Everything in the records should be repeated exactly.
------------------------------------------------------------------------
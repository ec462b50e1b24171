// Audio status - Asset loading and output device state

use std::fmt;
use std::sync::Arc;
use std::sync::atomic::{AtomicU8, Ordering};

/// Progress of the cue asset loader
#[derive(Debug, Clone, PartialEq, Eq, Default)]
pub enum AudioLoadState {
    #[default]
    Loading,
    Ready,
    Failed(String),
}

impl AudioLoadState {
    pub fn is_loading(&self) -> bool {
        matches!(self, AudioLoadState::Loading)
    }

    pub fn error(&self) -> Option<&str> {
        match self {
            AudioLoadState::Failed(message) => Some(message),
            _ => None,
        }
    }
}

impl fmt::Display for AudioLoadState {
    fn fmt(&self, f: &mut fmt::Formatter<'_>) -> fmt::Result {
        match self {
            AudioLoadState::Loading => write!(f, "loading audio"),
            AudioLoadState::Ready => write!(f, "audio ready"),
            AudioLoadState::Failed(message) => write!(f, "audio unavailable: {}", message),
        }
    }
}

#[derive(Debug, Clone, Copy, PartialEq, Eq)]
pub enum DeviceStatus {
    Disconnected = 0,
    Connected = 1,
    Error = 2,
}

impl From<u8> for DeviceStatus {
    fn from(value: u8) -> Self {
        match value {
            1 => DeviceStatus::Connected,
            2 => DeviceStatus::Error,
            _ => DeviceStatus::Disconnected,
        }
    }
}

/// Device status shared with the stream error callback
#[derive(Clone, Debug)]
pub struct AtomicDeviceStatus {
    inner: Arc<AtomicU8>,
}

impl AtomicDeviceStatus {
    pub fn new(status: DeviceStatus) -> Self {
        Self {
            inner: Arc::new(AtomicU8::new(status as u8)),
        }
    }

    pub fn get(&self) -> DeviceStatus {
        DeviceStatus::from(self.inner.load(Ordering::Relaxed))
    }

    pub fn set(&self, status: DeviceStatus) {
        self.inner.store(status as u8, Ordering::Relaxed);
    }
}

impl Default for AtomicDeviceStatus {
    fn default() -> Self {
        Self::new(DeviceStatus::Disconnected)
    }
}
------------------------------------------------------------------------
## Result
repository ec462b50e1b24171
// Audio status - Asset loading and output device state

use std::fmt;
use std::sync::Arc;
use std::sync::atomic::{AtomicU8, Ordering};

/// Progress of the cue asset loader
#[derive(Debug, Clone, PartialEq, Eq, Default)]
pub enum AudioLoadState {
    #[default]
    Loading,
    Ready,
    Failed(String),
}

impl AudioLoadState {
    pub fn is_loading(&self) -> bool {
        matches!(self, AudioLoadState::Loading)
    }

    pub fn error(&self) -> Option<&str> {
        match self {
            AudioLoadState::Failed(message) => Some(message),
            _ => None,
        }
    }
}

impl fmt::Display for AudioLoadState {
    fn fmt(&self, f: &mut fmt::Formatter<'_>) -> fmt::Result {
        match self {
            AudioLoadState::Loading => write!(f, "loading audio"),
            AudioLoadState::Ready => write!(f, "audio ready"),
            AudioLoadState::Failed(message) => write!(f, "audio unavailable: {}", message),
        }
    }
}

#[derive(Debug, Clone, Copy, PartialEq, Eq)]
pub enum DeviceStatus {
    Disconnected = 0,
    Connected = 1,
    Error = 2,
}

impl From<u8> for DeviceStatus {
    fn from(value: u8) -> Self {
        match value {
            1 => DeviceStatus::Connected,
            2 => DeviceStatus::Error,
            _ => DeviceStatus::Disconnected,
        }
    }
}

/// Device status shared with the stream error callback
#[derive(Clone, Debug)]
pub struct AtomicDeviceStatus {
    inner: Arc<AtomicU8>,
}

impl AtomicDeviceStatus {
    pub fn new(status: DeviceStatus) -> Self {
        Self {
            inner: Arc::new(AtomicU8::new(status as u8)),
        }
    }

    pub fn get(&self) -> DeviceStatus {
        DeviceStatus::from(self.inner.load(Ordering::Relaxed))
    }

    pub fn set(&self, status: DeviceStatus) {
        self.inner.store(status as u8, Ordering::Relaxed);
    }
}

impl Default for AtomicDeviceStatus {
    fn default() -> Self {
        Self::new(DeviceStatus::Disconnected)
    }
}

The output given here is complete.